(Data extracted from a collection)
|---|

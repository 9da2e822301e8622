//! STARK Curve ECDSA
//!
//! StarkNet의 STARK 곡선 (ECDSA) 서명 및 검증을 제공합니다.
//!
//! 표준 ECDSA 와 달리 메시지 해시, r, w = s^-1 이 모두 2^251 미만이어야 하며,
//! 조건을 만족하지 않는 nonce 는 버리고 다음 nonce 로 다시 시도합니다.
//!
//! # 참조
//!
//! - [StarkNet Signatures](https://docs.starknet.io/documentation/architecture_and_concepts/Accounts/signature_verification/)
//! - [STARK curve ECDSA](https://docs.starkware.co/starkex/crypto/stark-curve.html)

use super::constants::{EC_ORDER, ELEMENT_UPPER_BOUND, GENERATOR};
use super::curve::CurvePoint;
use super::field::FieldElement;
use super::rfc6979::generate_k;
use super::scalar::Scalar;
use crate::config::{NonceStrategy, SignerConfig};
use crate::errors::{StarkError, StarkResult};
use num_bigint::BigUint;
use num_traits::Zero;
use rand::rngs::OsRng;
use serde::{Deserialize, Serialize};

/// STARK 서명 (r, s)
///
/// r 과 s 는 모두 0 이 아닙니다.
#[derive(Debug, Clone, PartialEq, Eq, Hash, Serialize, Deserialize)]
#[serde(try_from = "SignatureParts")]
pub struct Signature {
    r: FieldElement,
    s: FieldElement,
}

#[derive(Deserialize)]
struct SignatureParts {
    r: FieldElement,
    s: FieldElement,
}

impl TryFrom<SignatureParts> for Signature {
    type Error = StarkError;

    fn try_from(parts: SignatureParts) -> StarkResult<Self> {
        Self::new(parts.r, parts.s)
    }
}

impl Signature {
    /// 새 서명 생성
    ///
    /// # Returns
    ///
    /// r 또는 s 가 0 이면 `InvalidSignature`
    pub fn new(r: FieldElement, s: FieldElement) -> StarkResult<Self> {
        if r.is_zero() || s.is_zero() {
            return Err(StarkError::InvalidSignature {
                message: "r and s must be non-zero".into(),
            });
        }
        Ok(Self { r, s })
    }

    pub fn r(&self) -> &FieldElement {
        &self.r
    }

    pub fn s(&self) -> &FieldElement {
        &self.s
    }

    /// [r, s]
    pub fn to_felts(&self) -> [FieldElement; 2] {
        [self.r.clone(), self.s.clone()]
    }

    /// [r, s] 에서 생성
    pub fn from_felts(felts: [FieldElement; 2]) -> StarkResult<Self> {
        let [r, s] = felts;
        Self::new(r, s)
    }

    /// 16진수 문자열로 변환 (각각 "0x" + 64자리)
    pub fn to_hex(&self) -> (String, String) {
        (self.r.to_fixed_hex_string(), self.s.to_fixed_hex_string())
    }

    /// 16진수 문자열에서 생성
    pub fn from_hex(r_hex: &str, s_hex: &str) -> StarkResult<Self> {
        let r = parse_component(r_hex)?;
        let s = parse_component(s_hex)?;
        Self::new(r, s)
    }

    /// 계정 컨트랙트 `is_valid_signature` 호출 인자 [hash, 2, r, s]
    pub fn to_calldata(&self, message_hash: &FieldElement) -> Vec<FieldElement> {
        vec![
            message_hash.clone(),
            FieldElement::from(2u64),
            self.r.clone(),
            self.s.clone(),
        ]
    }
}

fn parse_component(hex_str: &str) -> StarkResult<FieldElement> {
    FieldElement::from_hex(hex_str).map_err(|e| StarkError::InvalidSignature {
        message: format!("Invalid hex: {e}"),
    })
}

fn below_upper_bound(value: &BigUint) -> bool {
    !value.is_zero() && *value < *ELEMENT_UPPER_BOUND
}

fn ensure_signable(message_hash: &FieldElement) -> StarkResult<()> {
    if message_hash.as_biguint() >= &*ELEMENT_UPPER_BOUND {
        return Err(StarkError::InvalidMessageHash {
            message: format!("{message_hash} is not below 2^251"),
        });
    }
    Ok(())
}

fn ensure_private_key(private_key: &Scalar) -> StarkResult<()> {
    if private_key.is_zero() {
        return Err(StarkError::InvalidPrivateKey {
            message: "private key must be non-zero".into(),
        });
    }
    Ok(())
}

/// nonce k 로 한 번 서명 시도 (조건 불만족 시 `None`)
fn try_sign(private_key: &Scalar, z: &Scalar, k: &Scalar) -> Option<Signature> {
    if k.is_zero() {
        return None;
    }

    let r = GENERATOR.multiply(k).x()?.clone();
    if !below_upper_bound(r.as_biguint()) {
        return None;
    }

    // r < 2^251 < n
    let r_scalar = Scalar::from_biguint_unchecked(r.to_biguint());
    let sum = z + &(&r_scalar * private_key);
    let w = k * &sum.inverse().ok()?;
    if !below_upper_bound(w.as_biguint()) {
        return None;
    }

    let s = w.inverse().ok()?;
    Some(Signature { r, s: s.to_field() })
}

/// 지정한 nonce 로 메시지 해시에 서명
///
/// 외부에서 nonce 를 관리하는 경우에 사용합니다. nonce 가 조건을 만족하지 않으면
/// 재시도 없이 `SigningFailed` 를 반환합니다.
///
/// # Arguments
///
/// * `private_key` - 개인키
/// * `message_hash` - 서명할 메시지 해시 (2^251 미만)
/// * `k` - nonce
pub fn sign_with_nonce(
    private_key: &Scalar,
    message_hash: &FieldElement,
    k: &Scalar,
) -> StarkResult<Signature> {
    ensure_signable(message_hash)?;
    ensure_private_key(private_key)?;

    try_sign(private_key, &Scalar::from_field(message_hash), k)
        .ok_or(StarkError::SigningFailed { attempts: 1 })
}

/// 메시지 해시에 서명
///
/// # Arguments
///
/// * `private_key` - 개인키
/// * `message_hash` - 서명할 메시지 해시 (2^251 미만)
/// * `config` - nonce 생성 방식과 재시도 횟수
///
/// # Returns
///
/// 서명 (r, s)
pub fn sign_hash(
    private_key: &Scalar,
    message_hash: &FieldElement,
    config: &SignerConfig,
) -> StarkResult<Signature> {
    ensure_signable(message_hash)?;
    ensure_private_key(private_key)?;

    let z = Scalar::from_field(message_hash);
    let mut seed: Option<FieldElement> = None;

    for attempt in 1..=config.max_attempts() {
        let k = match config.nonce_strategy() {
            NonceStrategy::Deterministic => generate_k(message_hash, private_key, seed.as_ref()),
            NonceStrategy::Random => Scalar::random(&mut OsRng),
        };

        if let Some(signature) = try_sign(private_key, &z, &k) {
            return Ok(signature);
        }

        tracing::debug!(attempt, "signing nonce rejected, retrying");
        seed = Some(match seed {
            Some(previous) => previous + FieldElement::one(),
            None => FieldElement::one(),
        });
    }

    Err(StarkError::SigningFailed {
        attempts: config.max_attempts(),
    })
}

/// 곡선 연산 전 범위 검사, 통과 시 w = s^-1 반환
fn precheck(message_hash: &FieldElement, signature: &Signature) -> Option<Scalar> {
    let s = signature.s.as_biguint();
    if s.is_zero() || *s >= *EC_ORDER {
        return None;
    }
    if !below_upper_bound(signature.r.as_biguint()) {
        return None;
    }
    if message_hash.as_biguint() >= &*ELEMENT_UPPER_BOUND {
        return None;
    }

    let w = Scalar::from_biguint_unchecked(s.clone()).inverse().ok()?;
    below_upper_bound(w.as_biguint()).then_some(w)
}

/// w·sum 의 x 좌표가 r 과 같은지 확인
fn matches_r(sum: &CurvePoint, w: &Scalar, r: &FieldElement) -> bool {
    sum.multiply(w).x() == Some(r)
}

/// 서명 검증
///
/// # Arguments
///
/// * `message_hash` - 서명된 메시지 해시
/// * `signature` - 검증할 서명
/// * `public_key` - 공개키 점 Q
///
/// # Returns
///
/// 검증 성공 여부 (잘못된 입력은 모두 `false`)
pub fn verify(message_hash: &FieldElement, signature: &Signature, public_key: &CurvePoint) -> bool {
    let Some(w) = precheck(message_hash, signature) else {
        return false;
    };
    if public_key.is_identity() || !public_key.is_on_curve() {
        return false;
    }

    let z_g = GENERATOR.multiply(&Scalar::from_field(message_hash));
    let r_q = public_key.multiply(&Scalar::from_field(&signature.r));
    matches_r(&z_g.add(&r_q), &w, &signature.r)
}

/// x 좌표만으로 서명 검증
///
/// y 를 복원하여 ±y 두 점 모두 시도합니다.
pub fn verify_with_x(
    message_hash: &FieldElement,
    signature: &Signature,
    public_key_x: &FieldElement,
) -> bool {
    let Some(w) = precheck(message_hash, signature) else {
        return false;
    };
    let Ok(public_key) = CurvePoint::from_x(public_key_x) else {
        return false;
    };

    let z_g = GENERATOR.multiply(&Scalar::from_field(message_hash));
    let r_q = public_key.multiply(&Scalar::from_field(&signature.r));
    matches_r(&z_g.add(&r_q), &w, &signature.r) || matches_r(&z_g.sub(&r_q), &w, &signature.r)
}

|---|

**Exercise goal**
Your answer must be a single number: the count of lines in the data that contain the string "CurvePoint".

**Solution for this exercise**
4